=== Begin Enclosure ===

use chrono::{DateTime, Utc};
use serde::{Deserialize, Serialize};
use uuid::Uuid;

use crate::classify::Category;

use super::error::StoreError;

/// Bulk inserts above this size are rejected outright.
pub const MAX_BATCH_SIZE: usize = 100;

/// One persisted session. Immutable once written except for the fields an
/// [EntryPatch] can touch.
#[derive(Debug, Clone, PartialEq, Eq, Serialize, Deserialize)]
#[serde(rename_all = "camelCase")]
pub struct TimeEntry {
    pub id: Uuid,
    pub hostname: String,
    pub url: Option<String>,
    pub title: Option<String>,
    pub duration_seconds: i64,
    pub category: Category,
    pub timestamp: DateTime<Utc>,
    pub user_id: Option<String>,
    pub updated_at: Option<DateTime<Utc>>,
}

/// An entry as submitted for creation. `timestamp` defaults to the moment of
/// insertion when absent.
#[derive(Debug, Clone, PartialEq, Eq, Serialize, Deserialize)]
#[serde(rename_all = "camelCase")]
pub struct NewEntry {
    pub hostname: String,
    #[serde(default)]
    pub url: Option<String>,
    #[serde(default)]
    pub title: Option<String>,
    pub duration_seconds: i64,
    pub category: Category,
    #[serde(default)]
    pub timestamp: Option<DateTime<Utc>>,
    #[serde(default)]
    pub user_id: Option<String>,
}

impl NewEntry {
    /// Normalizes and checks the submitted fields. Nothing invalid is ever
    /// persisted, the error names the offending field.
    pub(crate) fn validated(mut self) -> Result<Self, StoreError> {
        self.hostname = self.hostname.trim().to_string();
        if self.hostname.is_empty() {
            return Err(StoreError::Validation {
                field: "hostname",
                reason: "must not be empty".into(),
            });
        }
        if self.duration_seconds < 1 {
            return Err(StoreError::Validation {
                field: "durationSeconds",
                reason: format!("must be at least 1, got {}", self.duration_seconds),
            });
        }
        Ok(self)
    }
}

/// The mutable subset of an entry. Absent fields are left untouched.
#[derive(Debug, Clone, Default, PartialEq, Eq, Serialize, Deserialize)]
#[serde(rename_all = "camelCase")]
pub struct EntryPatch {
    #[serde(default)]
    pub hostname: Option<String>,
    #[serde(default)]
    pub title: Option<String>,
    #[serde(default)]
    pub duration_seconds: Option<i64>,
    #[serde(default)]
    pub category: Option<Category>,
}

=== End Enclosure ===

=== What this task involves ===
Return each line of the data exactly as written above.

=== Response to the exercise ===
use chrono::{DateTime, Utc};
use serde::{Deserialize, Serialize};
use uuid::Uuid;

use crate::classify::Category;

use super::error::StoreError;

/// Bulk inserts above this size are rejected outright.
pub const MAX_BATCH_SIZE: usize = 100;

/// One persisted session. Immutable once written except for the fields an
/// [EntryPatch] can touch.
#[derive(Debug, Clone, PartialEq, Eq, Serialize, Deserialize)]
#[serde(rename_all = "camelCase")]
pub struct TimeEntry {
    pub id: Uuid,
    pub hostname: String,
    pub url: Option<String>,
    pub title: Option<String>,
    pub duration_seconds: i64,
    pub category: Category,
    pub timestamp: DateTime<Utc>,
    pub user_id: Option<String>,
    pub updated_at: Option<DateTime<Utc>>,
}

/// An entry as submitted for creation. `timestamp` defaults to the moment of
/// insertion when absent.
#[derive(Debug, Clone, PartialEq, Eq, Serialize, Deserialize)]
#[serde(rename_all = "camelCase")]
pub struct NewEntry {
    pub hostname: String,
    #[serde(default)]
    pub url: Option<String>,
    #[serde(default)]
    pub title: Option<String>,
    pub duration_seconds: i64,
    pub category: Category,
    #[serde(default)]
    pub timestamp: Option<DateTime<Utc>>,
    #[serde(default)]
    pub user_id: Option<String>,
}

impl NewEntry {
    /// Normalizes and checks the submitted fields. Nothing invalid is ever
    /// persisted, the error names the offending field.
    pub(crate) fn validated(mut self) -> Result<Self, StoreError> {
        self.hostname = self.hostname.trim().to_string();
        if self.hostname.is_empty() {
            return Err(StoreError::Validation {
                field: "hostname",
                reason: "must not be empty".into(),
            });
        }
        if self.duration_seconds < 1 {
            return Err(StoreError::Validation {
                field: "durationSeconds",
                reason: format!("must be at least 1, got {}", self.duration_seconds),
            });
        }
        Ok(self)
    }
}

/// The mutable subset of an entry. Absent fields are left untouched.
#[derive(Debug, Clone, Default, PartialEq, Eq, Serialize, Deserialize)]
#[serde(rename_all = "camelCase")]
pub struct EntryPatch {
    #[serde(default)]
    pub hostname: Option<String>,
    #[serde(default)]
    pub title: Option<String>,
    #[serde(default)]
    pub duration_seconds: Option<i64>,
    #[serde(default)]
    pub category: Option<Category>,
}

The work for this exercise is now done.